§ TASK TO COMPLETE
Copy out the records so that each line matches the original.

§ DATA PROVIDED
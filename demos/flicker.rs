#![no_main]
#![no_std]

// Flicker only: the flame stays lit and blinks off at random. No microphone, no tilt switch.

use msp430_candle::{
    board::Board,
    flame::{Flicker, FlickerConfig},
    rand::Lcg,
};
use msp430_rt::entry;
use panic_msp430 as _;

#[entry]
fn main() -> ! {
    let Some(periph) = msp430fr2355::Peripherals::take() else { loop {} };
    let mut board = Board::new(periph);

    let mut rng = Lcg::default();
    let mut flicker = Flicker::new(FlickerConfig::default());

    loop {
        board.flame.show(flicker.next(&mut rng)).ok();
    }
}

// The compiler will emit calls to the abort() compiler intrinsic if debug assertions are
// enabled (default for dev profile). MSP430 does not actually have meaningful abort() support
// so for now, we create our own in each application where debug assertions are present.
#[no_mangle]
extern "C" fn abort() -> ! {
    panic!();
}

§ REPLY TO THE TASK
filename demos/flicker.rs
#![no_main]
#![no_std]

// Flicker only: the flame stays lit and blinks off at random. No microphone, no tilt switch.

use msp430_candle::{
    board::Board,
    flame::{Flicker, FlickerConfig},
    rand::Lcg,
};
use msp430_rt::entry;
use panic_msp430 as _;

#[entry]
fn main() -> ! {
    let Some(periph) = msp430fr2355::Peripherals::take() else { loop {} };
    let mut board = Board::new(periph);

    let mut rng = Lcg::default();
    let mut flicker = Flicker::new(FlickerConfig::default());

    loop {
        board.flame.show(flicker.next(&mut rng)).ok();
    }
}

// The compiler will emit calls to the abort() compiler intrinsic if debug assertions are
// enabled (default for dev profile). MSP430 does not actually have meaningful abort() support
// so for now, we create our own in each application where debug assertions are present.
#[no_mangle]
extern "C" fn abort() -> ! {
    panic!();
}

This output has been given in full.